As educators, we are aware of the volumes of research that describe the developmental influence of music, both cognitive and affective on personal growth and development, from early childhood right through to the ravages of late-age onset of adult disabilities like dementia.

Music plays a significant role in our everyday lives, possibly even more significant than a knowledge of algebra, economics, the periodic table of elements or the physics of the atom.

Yet music education, which involves listening to music as well as playing music, is still a kind of “bolt on” afterthought to our education system and is always on the list of programs to be reduced or discarded when school district budgets are challenged.

That’s a serious mistake, because we know that kids learn more from listening to and more importantly playing and performing music than almost anything else they do in school.

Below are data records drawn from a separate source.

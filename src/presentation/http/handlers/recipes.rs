//! Recipe CRUD: multipart creation with image attachment, card listings,
//! detail assembly, search and owner-gated deletion.

use axum::{
    Json,
    extract::{Multipart, Path, Query, State},
    http::{HeaderMap, StatusCode},
};
use serde::Deserialize;
use std::str::FromStr;
use uuid::Uuid;

use crate::{
    domain::recipe::entity::{Difficulty, NewRecipe, parse_ingredient_list},
    presentation::http::{
        errors::AppError, middleware::user::require_user_id, state::AppState,
    },
};

#[derive(Debug, Deserialize)]
pub struct SearchQuery {
    #[serde(default)]
    pub query: String,
}

fn parse_positive_int(field: &str, raw: &str) -> Result<i32, AppError> {
    raw.trim()
        .parse::<i32>()
        .ok()
        .filter(|v| *v >= 0)
        .ok_or_else(|| {
            AppError::ValidationError(format!("{} must be a non-negative integer", field))
        })
}

/// Sanitizes an uploaded filename into a storage key segment.
fn storage_file_name(original: &str) -> String {
    let cleaned: String = original
        .chars()
        .map(|c| if c.is_whitespace() { '-' } else { c })
        .collect();
    format!("{}-{}", Uuid::now_v7(), cleaned)
}

pub async fn create_recipe(
    State(state): State<AppState>,
    headers: HeaderMap,
    mut multipart: Multipart,
) -> Result<(StatusCode, Json<serde_json::Value>), AppError> {
    let user_id = require_user_id(&headers, &state.config.jwt_secret)?;

    let mut title = String::new();
    let mut description = None;
    let mut prep_time = None;
    let mut cook_time = None;
    let mut servings = None;
    let mut difficulty = None;
    let mut ingredients_raw = String::new();
    let mut instructions_raw = None;
    let mut image_url_field = None;
    let mut image: Option<(String, String, Vec<u8>)> = None;

    while let Some(field) = multipart
        .next_field()
        .await
        .map_err(|_| AppError::BadRequest("Field error".into()))?
    {
        match field.name().unwrap_or("") {
            "title" => title = field.text().await.unwrap_or_default(),
            "description" => description = Some(field.text().await.unwrap_or_default()),
            "prep_time" => prep_time = Some(field.text().await.unwrap_or_default()),
            "cook_time" => cook_time = Some(field.text().await.unwrap_or_default()),
            "servings" => servings = Some(field.text().await.unwrap_or_default()),
            "difficulty" => difficulty = Some(field.text().await.unwrap_or_default()),
            "ingredients" => ingredients_raw = field.text().await.unwrap_or_default(),
            "instructions" => instructions_raw = Some(field.text().await.unwrap_or_default()),
            "image_url" => image_url_field = Some(field.text().await.unwrap_or_default()),
            "image" => {
                let file_name = field.file_name().unwrap_or("image").to_string();
                let content_type = field
                    .content_type()
                    .unwrap_or("application/octet-stream")
                    .to_string();
                let data = field
                    .bytes()
                    .await
                    .map_err(|_| AppError::BadRequest("Byte error".into()))?;
                image = Some((file_name, content_type, data.to_vec()));
            }
            _ => {}
        }
    }

    let title = title.trim().to_string();
    if title.is_empty() {
        return Err(AppError::BadRequest("Title is required".into()));
    }

    let description = description
        .map(|d| d.trim().to_string())
        .filter(|d| !d.is_empty());

    let prep_time = parse_positive_int("prep_time", prep_time.as_deref().unwrap_or("0"))?;
    let cook_time = parse_positive_int("cook_time", cook_time.as_deref().unwrap_or("0"))?;
    let servings = parse_positive_int("servings", servings.as_deref().unwrap_or("1"))?;
    let difficulty = Difficulty::from_str(difficulty.as_deref().unwrap_or("Easy"))?;

    let ingredients = parse_ingredient_list(&ingredients_raw);
    let instructions: Vec<String> = match instructions_raw.as_deref().filter(|s| !s.is_empty()) {
        Some(raw) => serde_json::from_str(raw)
            .map_err(|_| AppError::BadRequest("instructions must be a JSON array of steps".into()))?,
        None => Vec::new(),
    };

    // Image source: either an uploaded file or a URL fetched server-side.
    let image_url = if let Some((file_name, content_type, data)) = image {
        let key = format!("recipes/{}", storage_file_name(&file_name));
        let url = state
            .storage
            .upload(&key, data, &content_type)
            .await
            .map_err(|e| AppError::Storage(format!("Image upload failed: {}", e)))?;
        Some(url)
    } else if let Some(remote) = image_url_field.as_deref().filter(|s| !s.trim().is_empty()) {
        let response = state.http.get(remote.trim()).send().await?;
        if !response.status().is_success() {
            return Err(AppError::BadRequest("Failed to fetch image".into()));
        }
        let content_type = response
            .headers()
            .get(http::header::CONTENT_TYPE)
            .and_then(|v| v.to_str().ok())
            .unwrap_or("image/jpeg")
            .to_string();
        let bytes = response.bytes().await?;
        let key = format!("recipes/{}-url-image.jpg", Uuid::now_v7());
        let url = state
            .storage
            .upload(&key, bytes.to_vec(), &content_type)
            .await
            .map_err(|e| AppError::Storage(format!("Image URL upload failed: {}", e)))?;
        Some(url)
    } else {
        None
    };

    let recipe = state
        .recipe_repo
        .create(&NewRecipe {
            user_id,
            title,
            description,
            image_url,
            prep_time,
            cook_time,
            servings,
            difficulty,
        })
        .await?;

    // Follow-up inserts are not wrapped in a transaction: a failure here
    // leaves the recipe row in place.
    let ingredients = state
        .recipe_repo
        .add_ingredients(recipe.id, &ingredients)
        .await?;
    let instructions = state
        .recipe_repo
        .add_instructions(recipe.id, &instructions)
        .await?;

    tracing::info!(recipe_id = %recipe.id, "Recipe created");

    let mut value =
        serde_json::to_value(&recipe).map_err(|e| AppError::Internal(e.to_string()))?;
    if let Some(obj) = value.as_object_mut() {
        obj.insert(
            "ingredients".to_string(),
            serde_json::to_value(&ingredients).map_err(|e| AppError::Internal(e.to_string()))?,
        );
        obj.insert(
            "instructions".to_string(),
            serde_json::to_value(&instructions).map_err(|e| AppError::Internal(e.to_string()))?,
        );
    }

    Ok((StatusCode::CREATED, Json(value)))
}

pub async fn get_recipe_cards(
    State(state): State<AppState>,
) -> Result<Json<serde_json::Value>, AppError> {
    let cards = state.recipe_repo.list_cards().await?;
    Ok(Json(serde_json::to_value(cards).map_err(|e| {
        AppError::Internal(e.to_string())
    })?))
}

pub async fn search_recipes(
    State(state): State<AppState>,
    Query(params): Query<SearchQuery>,
) -> Result<Json<serde_json::Value>, AppError> {
    let cards = state.recipe_repo.search_cards(params.query.trim()).await?;
    Ok(Json(serde_json::to_value(cards).map_err(|e| {
        AppError::Internal(e.to_string())
    })?))
}

pub async fn get_recipe_details(
    State(state): State<AppState>,
    Path(id): Path<Uuid>,
) -> Result<Json<serde_json::Value>, AppError> {
    let recipe = state
        .recipe_repo
        .find_by_id(id)
        .await?
        .ok_or_else(|| AppError::NotFound("Recipe not found".to_string()))?;

    // Independent reads, fanned out together and joined before assembly.
    let (username, ingredients, instructions, summary) = tokio::try_join!(
        async {
            state
                .recipe_repo
                .author_username(recipe.user_id)
                .await
                .map_err(AppError::from)
        },
        async {
            state
                .recipe_repo
                .ingredients(id)
                .await
                .map_err(AppError::from)
        },
        async {
            state
                .recipe_repo
                .instructions(id)
                .await
                .map_err(AppError::from)
        },
        async { state.interactions.get_stats(id).await.map_err(AppError::from) },
    )?;

    let mut value =
        serde_json::to_value(&recipe).map_err(|e| AppError::Internal(e.to_string()))?;
    if let Some(obj) = value.as_object_mut() {
        obj.insert(
            "user".to_string(),
            serde_json::json!({ "username": username }),
        );
        obj.insert(
            "ingredients".to_string(),
            serde_json::to_value(&ingredients).map_err(|e| AppError::Internal(e.to_string()))?,
        );
        obj.insert(
            "instructions".to_string(),
            serde_json::to_value(&instructions).map_err(|e| AppError::Internal(e.to_string()))?,
        );
        obj.insert(
            "interactions".to_string(),
            serde_json::to_value(&summary).map_err(|e| AppError::Internal(e.to_string()))?,
        );
    }

    Ok(Json(value))
}

pub async fn get_recipe_comments(
    State(state): State<AppState>,
    Path(id): Path<Uuid>,
) -> Result<Json<serde_json::Value>, AppError> {
    let comments = state.interactions.list_comments(id).await?;
    Ok(Json(serde_json::to_value(comments).map_err(|e| {
        AppError::Internal(e.to_string())
    })?))
}

pub async fn my_recipes(
    State(state): State<AppState>,
    headers: HeaderMap,
) -> Result<Json<serde_json::Value>, AppError> {
    let user_id = require_user_id(&headers, &state.config.jwt_secret)?;
    let cards = state.recipe_repo.cards_by_user(user_id).await?;
    Ok(Json(serde_json::to_value(cards).map_err(|e| {
        AppError::Internal(e.to_string())
    })?))
}

pub async fn delete_recipe(
    State(state): State<AppState>,
    Path(id): Path<Uuid>,
    headers: HeaderMap,
) -> Result<Json<serde_json::Value>, AppError> {
    let user_id = require_user_id(&headers, &state.config.jwt_secret)?;

    let recipe = state
        .recipe_repo
        .find_by_id(id)
        .await?
        .ok_or_else(|| AppError::NotFound("Recipe not found".to_string()))?;

    if recipe.user_id != user_id {
        return Err(AppError::Forbidden(
            "Not authorized to delete this recipe".to_string(),
        ));
    }

    // Best-effort blob cleanup; a storage failure does not block the delete.
    if let Some(image_url) = &recipe.image_url {
        if let Some(file_name) = image_url.rsplit('/').next() {
            let key = format!("recipes/{}", file_name);
            if let Err(e) = state.storage.delete(&key).await {
                tracing::error!("Failed to delete stored image {}: {}", key, e);
            }
        }
    }

    state.recipe_repo.delete(id).await?;

    tracing::info!(recipe_id = %id, "Recipe deleted");

    Ok(Json(serde_json::json!({
        "message": "Recipe deleted successfully"
    })))
}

Let’s begin with the general cognitive skills involved in learning to read music and play it on an instrument, even at the most rudimentary level. These include developing working memory, short-term music memory and short-term numerical memory.

Playing an instrument involves information processing as well as practice-related skills like counting in rhythm and focusing on the task at hand for a period of time.

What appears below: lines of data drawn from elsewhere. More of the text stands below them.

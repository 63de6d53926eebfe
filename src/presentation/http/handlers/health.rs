use crate::presentation::http::state::AppState;
use axum::{Json, extract::State, http::StatusCode, response::IntoResponse};
use serde::Serialize;

#[derive(Serialize)]
struct HealthResponse {
    status: &'static str,
    database: &'static str,
    version: &'static str,
}

pub async fn health_check(State(state): State<AppState>) -> impl IntoResponse {
    let db_status = match sqlx::query("SELECT 1").execute(&state.db).await {
        Ok(_) => "up",
        Err(e) => {
            tracing::error!("Health check failed: Database unreachable: {}", e);
            "down"
        }
    };

    let status = if db_status == "up" {
        "healthy"
    } else {
        "unhealthy"
    };

    let response = HealthResponse {
        status,
        database: db_status,
        version: env!("CARGO_PKG_VERSION"),
    };

    let code = if status == "healthy" {
        StatusCode::OK
    } else {
        StatusCode::SERVICE_UNAVAILABLE
    };

    (code, Json(response))
}
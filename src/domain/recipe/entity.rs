use chrono::{DateTime, Utc};
use serde::{Deserialize, Serialize};
use uuid::Uuid;

use super::super::shared::errors::DomainError;

/// Core domain entity representing a shared recipe.
///
/// A recipe is owned by the user who submitted it, carries an optional image
/// stored in blob storage, and accumulates interaction rows (likes, ratings,
/// comments) that live in their own tables and cascade on delete.
///
/// # Invariants
/// - `id` must exist before any interaction row referencing it is created;
///   interaction services verify existence and fail with NotFound otherwise.
/// - Only the owner (`user_id`) may delete the recipe.
#[derive(Debug, Clone, Serialize, Deserialize, sqlx::FromRow)]
pub struct Recipe {
    pub id: Uuid,

    /// Owner of this recipe; deletion is restricted to this user.
    pub user_id: Uuid,

    pub title: String,
    pub description: Option<String>,

    /// Public URL of the stored image, if one was attached.
    pub image_url: Option<String>,

    /// Preparation time in minutes.
    pub prep_time: i32,

    /// Cooking time in minutes.
    pub cook_time: i32,

    pub servings: i32,
    pub difficulty: Difficulty,

    pub created_at: DateTime<Utc>,
    pub updated_at: DateTime<Utc>,
}

/// Difficulty of preparing a recipe.
///
/// Clients submit this as free text; it is validated against this closed set
/// at the boundary before any store call.
#[derive(Debug, Clone, Copy, PartialEq, Eq, Serialize, Deserialize, sqlx::Type, Default)]
#[sqlx(type_name = "text")]
pub enum Difficulty {
    #[default]
    Easy,
    Medium,
    Hard,
}

impl std::str::FromStr for Difficulty {
    type Err = DomainError;

    fn from_str(s: &str) -> Result<Self, Self::Err> {
        match s.trim().to_ascii_lowercase().as_str() {
            "easy" => Ok(Difficulty::Easy),
            "medium" => Ok(Difficulty::Medium),
            "hard" => Ok(Difficulty::Hard),
            other => Err(DomainError::ValidationError(format!(
                "difficulty must be Easy, Medium or Hard, got '{}'",
                other
            ))),
        }
    }
}

/// Input for creating a recipe; the id and timestamps are assigned by the store.
#[derive(Debug, Clone)]
pub struct NewRecipe {
    pub user_id: Uuid,
    pub title: String,
    pub description: Option<String>,
    pub image_url: Option<String>,
    pub prep_time: i32,
    pub cook_time: i32,
    pub servings: i32,
    pub difficulty: Difficulty,
}

/// One ingredient line of a recipe.
#[derive(Debug, Clone, Serialize, Deserialize, sqlx::FromRow)]
pub struct Ingredient {
    pub id: Uuid,
    pub recipe_id: Uuid,
    pub ingredient: String,
    pub quantity: String,
    pub unit: String,
}

/// One ordered preparation step of a recipe.
#[derive(Debug, Clone, Serialize, Deserialize, sqlx::FromRow)]
pub struct Instruction {
    pub id: Uuid,
    pub recipe_id: Uuid,
    pub step_number: i32,
    pub instruction: String,
}

/// Listing projection: recipe fields joined with the author's username and
/// the current like count, as shown on browse/search/profile pages.
#[derive(Debug, Clone, Serialize, sqlx::FromRow)]
pub struct RecipeCard {
    pub id: Uuid,
    pub user_id: Uuid,
    pub title: String,
    pub description: Option<String>,
    pub image_url: Option<String>,
    pub prep_time: i32,
    pub cook_time: i32,
    pub servings: i32,
    pub difficulty: Difficulty,
    pub created_at: DateTime<Utc>,
    pub username: Option<String>,
    pub likes_count: i64,
}

/// Splits a comma-separated ingredient field into trimmed, non-empty entries.
pub fn parse_ingredient_list(raw: &str) -> Vec<String> {
    raw.split(',')
        .map(str::trim)
        .filter(|s| !s.is_empty())
        .map(str::to_string)
        .collect()
}

#[cfg(test)]
mod tests {
    use super::*;
    use std::str::FromStr;

    #[test]
    fn difficulty_parses_case_insensitively() {
        assert_eq!(Difficulty::from_str("easy").unwrap(), Difficulty::Easy);
        assert_eq!(Difficulty::from_str(" Medium ").unwrap(), Difficulty::Medium);
        assert_eq!(Difficulty::from_str("HARD").unwrap(), Difficulty::Hard);
    }

    #[test]
    fn difficulty_rejects_unknown_values() {
        assert!(Difficulty::from_str("expert").is_err());
        assert!(Difficulty::from_str("").is_err());
    }

    #[test]
    fn ingredient_list_drops_blank_entries() {
        let parsed = parse_ingredient_list("flour, sugar , ,butter,");
        assert_eq!(parsed, vec!["flour", "sugar", "butter"]);
    }
}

Psychologists who have studied the effect of music on brain development point out that music is structural, mathematical and architectural. It’s based on relationships between one note and the next. It may not be obvious but a child’s brain has to do a lot of computing to make sense of music, whether just listening to music or performing it.

According to the late neuroscientist Oliver Sacks, playing music is akin to cross-circuit training for the brain — exercise that builds stronger and denser neural networks that can then be activated in tasks related to language, sequencing, and mathematical operations.

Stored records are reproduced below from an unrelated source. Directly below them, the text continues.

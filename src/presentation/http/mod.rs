pub mod errors;
pub mod handlers;
pub mod middleware;
pub mod routes;
pub mod state;
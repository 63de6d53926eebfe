pub mod sqlx_interaction_repository;
pub mod sqlx_recipe_repository;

We also know that, especially for children, playing an instrument develops comfort and confidence with self-expression.

Playing in public can help children feel confident in presenting their work in a non-academic context.

Whether making music individually or with others, playing a musical instrument challenges children to work with others as an “ensemble.” They learn the importance of respecting others’ space and how they express themselves.

Kids also get to practise working together toward a common goal, and that requires respect, collaboration and working as a team — all important social skills kids might not learn otherwise, even playing sports or in a classroom that requires that “everybody just do your own work.”

Making music as part of a group challenges children to watch the people around them for subtle cues to timing, volume, and expressiveness — the same cues that we use for reading expressions and moods on people’s faces.

Being able to perceive and understand people’s feelings is a solid basis for empathy and moral development.

As kids progress from practising to actually playing in a group setting, affective skills like self-control and self-regulation become important. These are skills that transfer to so many other areas of learning.

If perseverance is an important factor in the development of all learning skills, kids quickly understand that learning to play an instrument isn’t a skill anybody can master overnight. Patience with learning fine motor skills on any instrument transfers to patience with learning new skills apparently unrelated to music but essential to success in any number of other areas.

Learning to make music on any kind of instrument takes time and effort, and helps children understand that if they want to be good at something, they’ll need to put in the hours and organise their time effectively.

Nonetheless and despite all this, school music and band programs inexplicably become the low-hanging fruit when it comes to picking what, in the eyes of folks struggling to balance school district budgets, kids can maybe do without.

Yet as world-renowned cellist Yo-Yo Mah explains, “music enhances the education of our children by helping them to make connections and broadening the depth with which they think and feel. If we are to hope for a society of culturally literate people, music must be a vital part of our children’s education.”